A la vue de Mirror Mask, on pouvait se demander ce qu'il y avait de si bien à voir travailler McKean et Gaiman ensemble. Je dois dire que je l'attendais ce film, imaginez donc ce que pouvait donner l'alliance de deux prodiges ! Et pourtant... Si l'univers visuel de McKean tient du génie et si le scénario de Gaiman proposait quelques bonnes choses, Mirror Mask n'a pas eu sur moi l'effet escompté... Pourtant, les deux hommes ont débuté ensemble dans l'univers du Comic. Et de quelle façon ! Car ce Violent Cases, première véritable collaboration entre les deux hommes, est absolument génial, que dis-je fabuleux ! Il y a plusieurs façons de lire ce comic, ou plutôt ce roman illustré, ce délire graphique, ce chef-d'oeuvre du verbe.
Dès la couverture, peinture de McKean, on a compris. Sous ce faux Bacon se cache une réalité insaisissable, un univers fait de distorsions, de souvenirs, que jamais le narrateur n'arrive à véritablement fixer, où tout se mélange et où tout fuit. En parcourant les pages de ce petit bijou, on est frappé par les formats des cases, les matières utilisées, fausses photos, peintures, crayonnés, dessins primitifs etc...Un véritable déluge de beauté et d'originalité.
Violent Cases commence sur un personnage, Gaiman lui-même. Un Gaiman qui se souvient d'un épisode de son enfance, d'un homme qui a connu Al Capone. Au détour des pages on trouve alors des références aux grands mythes du film noir, on retrouve une ambiance étrange où perle la mélancolie, la tristesse, des images sur lesquelles viennent se greffer une voix monocorde, celle de l'auteur. Beau à pleurer, triste à pleurer.

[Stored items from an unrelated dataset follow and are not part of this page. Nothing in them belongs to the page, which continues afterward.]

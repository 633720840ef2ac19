use std::cmp::Ordering;

use async_trait::async_trait;
use serde::Serialize;

use crate::sync::CheckKind;
use crate::types::ServiceRecord;

const CHECK_TIMEOUT_SECS: u32 = 5;

pub struct TcpCheck;

#[derive(Debug, Clone, PartialEq, Eq, Serialize)]
pub struct TcpInstance {
    pub name: String,
    pub host: String,
    pub port: u16,
    pub timeout: u32,
    pub collect_response_time: bool,
    pub tags: Vec<String>,
}

// Port first keeps the file grouped by what is being probed.
impl Ord for TcpInstance {
    fn cmp(&self, other: &Self) -> Ordering {
        self.port
            .cmp(&other.port)
            .then_with(|| self.host.cmp(&other.host))
            .then_with(|| self.name.cmp(&other.name))
            .then_with(|| self.tags.cmp(&other.tags))
    }
}

impl PartialOrd for TcpInstance {
    fn partial_cmp(&self, other: &Self) -> Option<Ordering> {
        Some(self.cmp(other))
    }
}

#[async_trait]
impl CheckKind for TcpCheck {
    type Instance = TcpInstance;

    fn name(&self) -> &'static str {
        "tcp-check"
    }

    async fn project(&self, service: &ServiceRecord) -> Option<TcpInstance> {
        Some(TcpInstance {
            name: service.name.clone(),
            host: service.address.clone(),
            port: service.port,
            timeout: CHECK_TIMEOUT_SECS,
            collect_response_time: true,
            tags: vec![format!("service:{}", service.name)],
        })
    }
}

#[cfg(test)]
mod tests {
    use super::*;
    use crate::sync::document;
    use crate::test_utils::service;

    #[tokio::test]
    async fn test_rendered_schema() {
        let instance = TcpCheck
            .project(&service("ssh", "10.0.0.3", 22, &["dd-tcp-check"]))
            .await
            .unwrap();
        let text = String::from_utf8(document::render(&[instance]).unwrap()).unwrap();

        assert!(text.starts_with("---\ninit_config: []\ninstances:\n- name: ssh\n"));
        let keys = ["host:", "port: 22", "timeout: 5", "collect_response_time: true", "tags:"];
        let positions: Vec<usize> = keys.iter().map(|k| text.find(k).unwrap()).collect();
        assert!(positions.windows(2).all(|w| w[0] < w[1]));
    }

    #[tokio::test]
    async fn test_same_port_ordered_by_host() {
        let mut items = vec![
            TcpCheck.project(&service("b", "10.0.0.2", 80, &[])).await.unwrap(),
            TcpCheck.project(&service("a", "10.0.0.9", 22, &[])).await.unwrap(),
            TcpCheck.project(&service("c", "10.0.0.1", 80, &[])).await.unwrap(),
        ];
        items.sort();
        let names: Vec<&str> = items.iter().map(|i| i.name.as_str()).collect();
        assert_eq!(names, vec!["a", "c", "b"]);
    }
}
use std::sync::Arc;
use std::time::Duration;

use serde::Serialize;
use tokio::sync::{mpsc, Mutex};

use super::AgentReloader;
use crate::config::FailureSeverity;
use crate::lifecycle::QuitReceiver;
use crate::metrics::ServiceMetrics;
use crate::types::ChangeEvent;
use crate::Result;

#[derive(Debug, Clone, Copy, PartialEq, Eq, Serialize)]
#[serde(rename_all = "snake_case")]
pub enum ReloadState {
    Idle,
    ReloadPending,
}

pub type SharedReloadState = Arc<Mutex<ReloadState>>;

/// Turns any number of change events into at most one agent reload per
/// tick.
pub struct ReloadCoordinator {
    events: mpsc::Receiver<ChangeEvent>,
    reloader: Arc<dyn AgentReloader>,
    state: SharedReloadState,
    metrics: Arc<ServiceMetrics>,
    interval: Duration,
    suppressed: bool,
    on_failure: FailureSeverity,
}

impl ReloadCoordinator {
    pub fn new(
        events: mpsc::Receiver<ChangeEvent>,
        reloader: Arc<dyn AgentReloader>,
        metrics: Arc<ServiceMetrics>,
        interval: Duration,
    ) -> Self {
        Self {
            events,
            reloader,
            state: Arc::new(Mutex::new(ReloadState::Idle)),
            metrics,
            interval,
            suppressed: false,
            on_failure: FailureSeverity::Fatal,
        }
    }

    /// With suppression on, ticks still clear the pending flag but the
    /// reloader is never called.
    pub fn suppressed(mut self, suppressed: bool) -> Self {
        self.suppressed = suppressed;
        self
    }

    pub fn with_failure_severity(mut self, severity: FailureSeverity) -> Self {
        self.on_failure = severity;
        self
    }

    pub fn state_handle(&self) -> SharedReloadState {
        self.state.clone()
    }

    pub async fn mark_pending(&self, event: &ChangeEvent) {
        let mut state = self.state.lock().await;
        tracing::info!(change = %event, "Marking datadog-agent for reloading");
        *state = ReloadState::ReloadPending;
    }

    /// Returns whether a reload was due on this tick.
    ///
    /// The state lock is not held while the reload command runs; only this
    /// task marks the state pending, so nothing can slip in between.
    pub async fn on_tick(&self) -> Result<bool> {
        if *self.state.lock().await == ReloadState::Idle {
            return Ok(false);
        }

        let result = self.reload().await;
        *self.state.lock().await = ReloadState::Idle;

        if let Err(e) = result {
            self.metrics.inc_reload_failure();
            match self.on_failure {
                FailureSeverity::Fatal => return Err(e),
                FailureSeverity::Recoverable => {
                    tracing::error!(error = %e, "Failed to reload datadog-agent");
                }
            }
        }
        Ok(true)
    }

    async fn reload(&self) -> Result<()> {
        self.metrics.inc_reload();

        if self.suppressed {
            tracing::info!("Not reloading datadog-agent (env: DONT_RELOAD_DATADOG)");
            return Ok(());
        }

        tracing::warn!("Reloading datadog-agent");
        self.reloader.reload().await?;
        tracing::info!("Successfully reloaded datadog-agent");
        Ok(())
    }

    pub async fn run(mut self, mut quit: QuitReceiver) -> Result<()> {
        let start = tokio::time::Instant::now() + self.interval;
        let mut ticker = tokio::time::interval_at(start, self.interval);
        ticker.set_missed_tick_behavior(tokio::time::MissedTickBehavior::Skip);

        loop {
            tokio::select! {
                biased;

                _ = quit.recv() => {
                    tracing::warn!("Stopping reloader");
                    return Ok(());
                }
                Some(event) = self.events.recv() => {
                    self.mark_pending(&event).await;
                }
                _ = ticker.tick() => {
                    tracing::trace!("Reloader tick");
                    self.on_tick().await?;
                }
            }
        }
    }
}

Drôlement original ce livre qui n'a pas véritablement d'histoire mais qui nous plonge dans d'étranges sentiments, dans un état bizarre...A la limite du surréalisme. Très court, trop court, Violent Cases se lit, se regarde et peut-être même s'écoute.
Etrangement, on retrouve dans ce comic des délires graphiques, des cadrages pareils à ceux de Sandman, preuve que Gaiman scénariste ne se contente pas d'écrire une situation et quelques dialogues, non, il cherche, il agence et il invente, allant là où personne d'autre n'est allé avant lui.
Voilà un livre beau tout simplement, l'histoire d'un homme qui se souvient de son enfance, de son père qui est un géant pas toujours sympa, d'un magicien qui l'effraie et qui rêve d'Al Capone et de cinéma. C'est l'histoire d'un homme qui a attrapé une drôle de maladie, la nostalgie, l'histoire d'un homme qui se rend compte combien tout ce qui était beau n'a pas fichu le camp mais est resté derrière lui, là bas, dans son enfance pas forcement la plus belle mais qui fut la sienne. Peut-être est-ce pour cela que Gaiman est devenu l'un des plus grands conteurs de notre époque et Mc Kean le plus grand illusionniste qui soit à mon avis.
Violent Cases est court, trop court mais c'est plus qu'un chef-d'oeuvre, c'est une oeuvre et jamais Gaiman n'a été aussi proche de nous. Ecoutez-le murmurer à votre oreille. Fermez les yeux...
Note : 10/10
Le Cimmerien
A propos de ce roman graphique :
- Violent cases a été édité en France par Zenda en 1992 puis par Au Diable Vauvert en 2006.